I say this as background because there was a storm brewing among my co-workers in regards to my love life and I didn't even know it. And then one day, it let loose.


It was any other Monday morning. I was telling my co-worker, Mary, (my awesome partner in crime) and I think Lisa (my other favorite co-worker) who was there, too, about yet another guy I had met over the weekend. I was launching into how nice he was and what we had talked about it and how we had met when Mary, impatient, cut right to the chase.


"But, Liv," she interrupted, "did you kiss him?"


"No, no kiss, "I said sadly.


"That's ridiculous," she said. And with that she detailed how in the past 6 months I had been in contact with a literal bevy of men: two comedians, a firefighter, a cute brother and a slew of guys I had known when I was at Villanova. Yet, she continued, there was nothing to show for it. No phone calls, no dates, no exclusive relationships, no proposals and not even so much as a smooch. Lisa agreed.
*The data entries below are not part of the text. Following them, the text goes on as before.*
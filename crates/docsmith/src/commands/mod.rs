//! CLI command implementations.

pub(crate) mod check_links;
pub(crate) mod expand;

pub(crate) use check_links::CheckLinksArgs;
pub(crate) use expand::ExpandArgs;
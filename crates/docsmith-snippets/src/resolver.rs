//! Snippet reference expansion over code blocks.

use std::fs;
use std::path::PathBuf;

use crate::ast::Node;
use crate::reference::{SnippetRef, parse_reference};
use crate::section::extract_section;

/// Expands snippet references inside fenced code blocks.
///
/// Reference paths are resolved against a configured base directory and read
/// synchronously. A missing file or section degrades to a placeholder comment
/// plus a warning; it never aborts the document.
///
/// Warnings are collected on the resolver and also emitted through
/// `tracing::warn!` so the build surfaces them without extra plumbing.
pub struct SnippetResolver {
    base_dir: PathBuf,
    warnings: Vec<String>,
}

impl SnippetResolver {
    /// Create a resolver that loads snippets relative to `base_dir`.
    #[must_use]
    pub fn new(base_dir: impl Into<PathBuf>) -> Self {
        Self {
            base_dir: base_dir.into(),
            warnings: Vec::new(),
        }
    }

    /// Warnings generated while expanding references.
    #[must_use]
    pub fn warnings(&self) -> &[String] {
        &self.warnings
    }

    /// Expand every snippet reference in a code block's content.
    ///
    /// The block's trimmed content is processed line by line: reference lines
    /// are replaced with resolved file or section content, all other lines
    /// pass through unchanged. Returns `None` when the block contains no
    /// references, so untouched blocks are never rewritten.
    pub fn expand_block(&mut self, content: &str) -> Option<String> {
        let mut expanded = false;
        let mut output: Vec<String> = Vec::new();

        for line in content.trim().lines() {
            match parse_reference(line) {
                Some(reference) => {
                    output.push(self.resolve(&reference));
                    expanded = true;
                }
                None => output.push(line.to_owned()),
            }
        }

        expanded.then(|| output.join("\n"))
    }

    /// Walk a document tree and expand references in every code block.
    pub fn process_tree(&mut self, tree: &mut Node) {
        tree.visit_code_blocks(&mut |block| {
            if let Some(expanded) = self.expand_block(&block.value) {
                block.value = expanded;
            }
        });
    }

    /// Resolve a single reference to its replacement text.
    fn resolve(&mut self, reference: &SnippetRef) -> String {
        let full_path = self.base_dir.join(&reference.path);
        let source = match fs::read_to_string(&full_path) {
            Ok(source) => source,
            Err(e) => {
                tracing::warn!(path = %reference.path, error = %e, "Failed to load snippet");
                self.warnings
                    .push(format!("failed to load snippet from {}", reference.path));
                return format!("// Failed to load snippet from {}", reference.path);
            }
        };

        let Some(name) = &reference.section else {
            return source.trim().to_owned();
        };

        match extract_section(&source, name) {
            Some(section) => {
                if !section.terminated {
                    tracing::warn!(
                        path = %reference.path,
                        section = %name,
                        "Section has no end marker, captured through end of file"
                    );
                    self.warnings.push(format!(
                        "section \"{name}\" in {} has no end marker",
                        reference.path
                    ));
                }
                section.text
            }
            None => {
                tracing::warn!(path = %reference.path, section = %name, "Section not found");
                self.warnings.push(format!(
                    "section \"{name}\" not found in {}",
                    reference.path
                ));
                format!("// Section \"{name}\" not found in {}", reference.path)
            }
        }
    }
}
//! Docs-tree scanning and slug-set construction.

use std::path::{Path, PathBuf};

use docsmith_links::{SlugSet, normalize_slug};
use ignore::WalkBuilder;

use crate::AuditError;

/// One markdown document found in the content root.
#[derive(Clone, Debug, PartialEq, Eq)]
pub struct DocFile {
    /// Absolute (or walk-relative) path on disk.
    pub path: PathBuf,
    /// Normalized routing slug, derived from the path relative to the root.
    pub slug: String,
}

impl DocFile {
    /// Site URL path of this document, slash-wrapped for link resolution.
    #[must_use]
    pub fn site_path(&self) -> String {
        if self.slug.is_empty() {
            "/".to_owned()
        } else {
            format!("/{}/", self.slug)
        }
    }
}

/// Whether a path looks like a markdown document.
fn is_markdown(path: &Path) -> bool {
    matches!(
        path.extension().and_then(|ext| ext.to_str()),
        Some("md" | "mdx")
    )
}

/// Walk the content root and collect every markdown document.
///
/// Respects ignore files the way the rest of the tooling does. Results are
/// sorted by path so output ordering is stable across runs.
pub fn scan_docs(source_dir: &Path) -> Result<Vec<DocFile>, AuditError> {
    if !source_dir.is_dir() {
        return Err(AuditError::SourceDirNotFound(source_dir.to_path_buf()));
    }

    let mut docs = Vec::new();
    for entry in WalkBuilder::new(source_dir).build() {
        let entry = entry?;
        let path = entry.path();
        if !entry.file_type().is_some_and(|ft| ft.is_file()) || !is_markdown(path) {
            continue;
        }

        let relative = path.strip_prefix(source_dir).unwrap_or(path);
        let slug = normalize_slug(&relative.to_string_lossy().replace('\\', "/"));
        docs.push(DocFile {
            path: path.to_path_buf(),
            slug,
        });
    }

    docs.sort_by(|a, b| a.path.cmp(&b.path));
    tracing::debug!(document_count = docs.len(), "Docs scan completed");
    Ok(docs)
}

/// Build the per-build slug set from scanned documents.
#[must_use]
pub fn slug_set(docs: &[DocFile]) -> SlugSet {
    docs.iter().map(|doc| doc.slug.clone()).collect()
}
//! Slug normalization and the known-document slug set.

use std::collections::HashSet;

/// Normalize a document path to its routing slug.
///
/// Strips a trailing slash, then a `.md`/`.mdx` extension, then collapses a
/// trailing `index` or `readme`/`README` component to its parent (or the
/// empty root slug). Extension stripping runs first because source filenames
/// carry extensions; `index.md` must collapse the same way `index` does.
#[allow(clippy::case_sensitive_file_extension_comparisons)]
pub fn normalize_slug(path: &str) -> String {
    let path = path.strip_suffix('/').unwrap_or(path);
    let path = path
        .strip_suffix(".mdx")
        .or_else(|| path.strip_suffix(".md"))
        .unwrap_or(path);
    let path = collapse_tail(path, "index");
    let path = collapse_tail(path, "readme");
    let path = collapse_tail(path, "README");
    path.to_owned()
}

/// Collapse a trailing `name` path component to its parent.
///
/// `a/b/name` becomes `a/b`, a bare `name` becomes the empty root slug, and
/// names that merely end with `name` (like `appindex`) are left alone.
fn collapse_tail<'a>(path: &'a str, name: &str) -> &'a str {
    if path == name {
        return "";
    }
    if let Some(parent) = path.strip_suffix(name) {
        if let Some(parent) = parent.strip_suffix('/') {
            return parent;
        }
    }
    path
}

/// Immutable set of all valid document slugs for one site build.
///
/// Built once from the content collection before any link resolution, then
/// shared read-only across every call.
#[derive(Clone, Debug, Default, PartialEq, Eq)]
pub struct SlugSet(HashSet<String>);

impl SlugSet {
    /// Build a slug set from raw document paths, normalizing each one.
    pub fn from_paths<I, S>(paths: I) -> Self
    where
        I: IntoIterator<Item = S>,
        S: AsRef<str>,
    {
        Self(
            paths
                .into_iter()
                .map(|p| normalize_slug(p.as_ref()))
                .collect(),
        )
    }

    /// Whether the set contains an already-normalized slug.
    #[must_use]
    pub fn contains(&self, slug: &str) -> bool {
        self.0.contains(slug)
    }

    /// Number of known documents.
    #[must_use]
    pub fn len(&self) -> usize {
        self.0.len()
    }

    /// Whether the set is empty.
    #[must_use]
    pub fn is_empty(&self) -> bool {
        self.0.is_empty()
    }
}

impl FromIterator<String> for SlugSet {
    /// Collect already-normalized slugs into a set.
    fn from_iter<I: IntoIterator<Item = String>>(iter: I) -> Self {
        Self(iter.into_iter().collect())
    }
}

#[cfg(test)]
mod tests {
    use super::*;

    #[test]
    fn test_strips_extension() {
        assert_eq!(
            normalize_slug("user-guide/concepts/agents/state.mdx"),
            "user-guide/concepts/agents/state"
        );
        assert_eq!(normalize_slug("guide/page.md"), "guide/page");
    }

    #[test]
    fn test_collapses_index() {
        assert_eq!(
            normalize_slug("user-guide/concepts/tools/index.md"),
            "user-guide/concepts/tools"
        );
        assert_eq!(normalize_slug("guide/index"), "guide");
        assert_eq!(normalize_slug("index.md"), "");
        assert_eq!(normalize_slug("index"), "");
    }

    #[test]
    fn test_collapses_readme() {
        assert_eq!(normalize_slug("guide/readme.md"), "guide");
        assert_eq!(normalize_slug("guide/README.md"), "guide");
        assert_eq!(normalize_slug("readme"), "");
        assert_eq!(normalize_slug("README"), "");
    }

    #[test]
    fn test_strips_trailing_slash() {
        assert_eq!(normalize_slug("guide/page/"), "guide/page");
    }

    #[test]
    fn test_names_ending_in_index_untouched() {
        assert_eq!(normalize_slug("guide/appindex.md"), "guide/appindex");
        assert_eq!(normalize_slug("guide/search-index"), "guide/search-index");
    }

    #[test]
    fn test_already_normalized_unchanged() {
        assert_eq!(normalize_slug("guide/page"), "guide/page");
        assert_eq!(normalize_slug(""), "");
    }

    #[test]
    fn test_slug_set_from_paths_normalizes() {
        let slugs = SlugSet::from_paths(["guide/index.md", "guide/tools/state.mdx"]);
        assert_eq!(slugs.len(), 2);
        assert!(slugs.contains("guide"));
        assert!(slugs.contains("guide/tools/state"));
        assert!(!slugs.contains("guide/index"));
    }
}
Mary is a tough love kind of person. And even though it stung a little to hear this is exactly what I needed to hear. Sometimes you don't know what you are doing until someone holds a mirror up and shows you.
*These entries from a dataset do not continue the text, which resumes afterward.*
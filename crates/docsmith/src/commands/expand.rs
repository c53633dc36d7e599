//! `docsmith expand` command implementation.

use std::fs;
use std::io::Write;
use std::path::PathBuf;

use clap::Args;
use docsmith_audit::expand_markdown;
use docsmith_config::{CliSettings, Config};
use docsmith_snippets::SnippetResolver;

use crate::error::CliError;
use crate::output::Output;

/// Arguments for the expand command.
#[derive(Args)]
pub(crate) struct ExpandArgs {
    /// Markdown files to expand.
    #[arg(required = true)]
    files: Vec<PathBuf>,

    /// Snippet base directory (overrides config).
    #[arg(short, long)]
    base_dir: Option<PathBuf>,

    /// Rewrite files in place instead of printing to stdout.
    #[arg(short, long)]
    write: bool,

    /// Path to configuration file (default: auto-discover docsmith.toml).
    #[arg(short, long)]
    config: Option<PathBuf>,
}

impl ExpandArgs {
    pub(crate) fn execute(self) -> Result<(), CliError> {
        let output = Output::new();

        let cli_settings = CliSettings {
            snippet_base_dir: self.base_dir,
            ..CliSettings::default()
        };
        let config = Config::load(self.config.as_deref(), Some(&cli_settings))?;

        let mut resolver = SnippetResolver::new(&config.snippet_base_dir);

        for file in &self.files {
            let markdown = fs::read_to_string(file)?;
            match expand_markdown(&mut resolver, &markdown) {
                Some(expanded) if self.write => {
                    fs::write(file, expanded)?;
                    output.success(&format!("Expanded {}", file.display()));
                }
                Some(expanded) => print_document(&expanded)?,
                None if self.write => {
                    output.info(&format!("No references in {}", file.display()));
                }
                None => print_document(&markdown)?,
            }
        }

        for warning in resolver.warnings() {
            output.warning(warning);
        }

        Ok(())
    }
}

/// Write expanded markdown to stdout; that is the command's result, not a
/// log line, so it bypasses the stderr formatter.
fn print_document(content: &str) -> Result<(), CliError> {
    std::io::stdout().write_all(content.as_bytes())?;
    Ok(())
}
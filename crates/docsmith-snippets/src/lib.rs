//! Snippet reference expansion for fenced code blocks.
//!
//! Documentation pages embed real source files through mkdocs-style snippet
//! references. A line inside a fenced code block of the form
//!
//! ```text
//! --8<-- "examples/python/agent.py"
//! --8<-- "examples/python/agent.py:basic_usage"
//! ```
//!
//! is replaced with the referenced file's content, or with one named section
//! of it delimited by `--8<-- [start:name]` / `--8<-- [end:name]` marker
//! lines. Sections are dedented so the embedded code starts at column zero.
//!
//! Missing files and missing sections degrade to a single placeholder comment
//! plus a warning; they never fail a build.
//!
//! # Example
//!
//! ```
//! use docsmith_snippets::SnippetResolver;
//!
//! let mut resolver = SnippetResolver::new(".");
//! // Blocks without references are left untouched.
//! assert_eq!(resolver.expand_block("fn main() {}"), None);
//! ```

mod ast;
mod reference;
mod resolver;
mod section;

pub use ast::{CodeBlock, Node};
pub use reference::{SnippetRef, parse_reference};
pub use resolver::SnippetResolver;
pub use section::{Section, extract_section};
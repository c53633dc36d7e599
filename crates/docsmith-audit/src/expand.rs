//! Snippet expansion over whole markdown documents.

use docsmith_snippets::SnippetResolver;

use crate::fence::FenceScanner;

/// Expand snippet references inside every fenced code block of a document.
///
/// Prose and fence delimiter lines pass through untouched; only code-block
/// bodies containing references are rewritten. Returns `None` when no
/// reference was expanded, so unchanged documents are never rewritten.
///
/// An unclosed fence at end of input is still expanded; references inside
/// it are references all the same.
pub fn expand_markdown(resolver: &mut SnippetResolver, input: &str) -> Option<String> {
    let mut scanner = FenceScanner::new();
    let mut output: Vec<String> = Vec::new();
    let mut block: Vec<&str> = Vec::new();
    let mut changed = false;

    for line in input.lines() {
        let was_in_code = scanner.in_code();
        let is_delimiter = scanner.scan(line);

        if was_in_code && !is_delimiter {
            block.push(line);
            continue;
        }
        if was_in_code {
            // Closing fence: expand the collected body, then the delimiter.
            changed |= flush_block(resolver, &mut block, &mut output);
        }
        output.push(line.to_owned());
    }
    changed |= flush_block(resolver, &mut block, &mut output);

    if !changed {
        return None;
    }

    let mut result = output.join("\n");
    if input.ends_with('\n') {
        result.push('\n');
    }
    Some(result)
}

/// Expand one collected block body into the output. Returns whether any
/// reference was expanded.
fn flush_block(
    resolver: &mut SnippetResolver,
    block: &mut Vec<&str>,
    output: &mut Vec<String>,
) -> bool {
    if block.is_empty() {
        return false;
    }
    let body = block.join("\n");
    let expanded = resolver.expand_block(&body);
    match &expanded {
        Some(text) => output.extend(text.lines().map(ToOwned::to_owned)),
        None => output.extend(block.iter().map(|line| (*line).to_owned())),
    }
    block.clear();
    expanded.is_some()
}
She was right--I had been in contact with a great number of men over the past few months but had never just taken a leap and gotten involved with any of them. What the hell was I waiting for? The perfect man does not exist so why not just get out there and see who is around? Mary, being the insightful person that she is, realized it would be best to start small.


And thus, Operation: K.A.B. began.


Her challenge? To "K.A.B" or "kiss a boy", any boy, within thirty days. I didn't have to get involved with him, I didn't have to know him all that well, hell, I didn't even have to like him but I DID have to kiss him and do so within thirty days.


I knew what she was up to and I liked it! She was telling me to go for it in no uncertain terms and just take as many "love leaps" as I could. I amended the rules a little bit (I wanted to kiss a nice and cute guy within 30 days whom I could hopefully become involved with) but I understood the general spirit of the challenge.


So...did I do it? Did I "K.A.B.? Stay tuned to find out...

1 comment:

  1. I LOVE it! I am a celebrity! Thanks! Hey, I think we should take this nation wide. Get girls in every city to also take part in Operation K.A.B. And I definitely think we should get t-shirts made.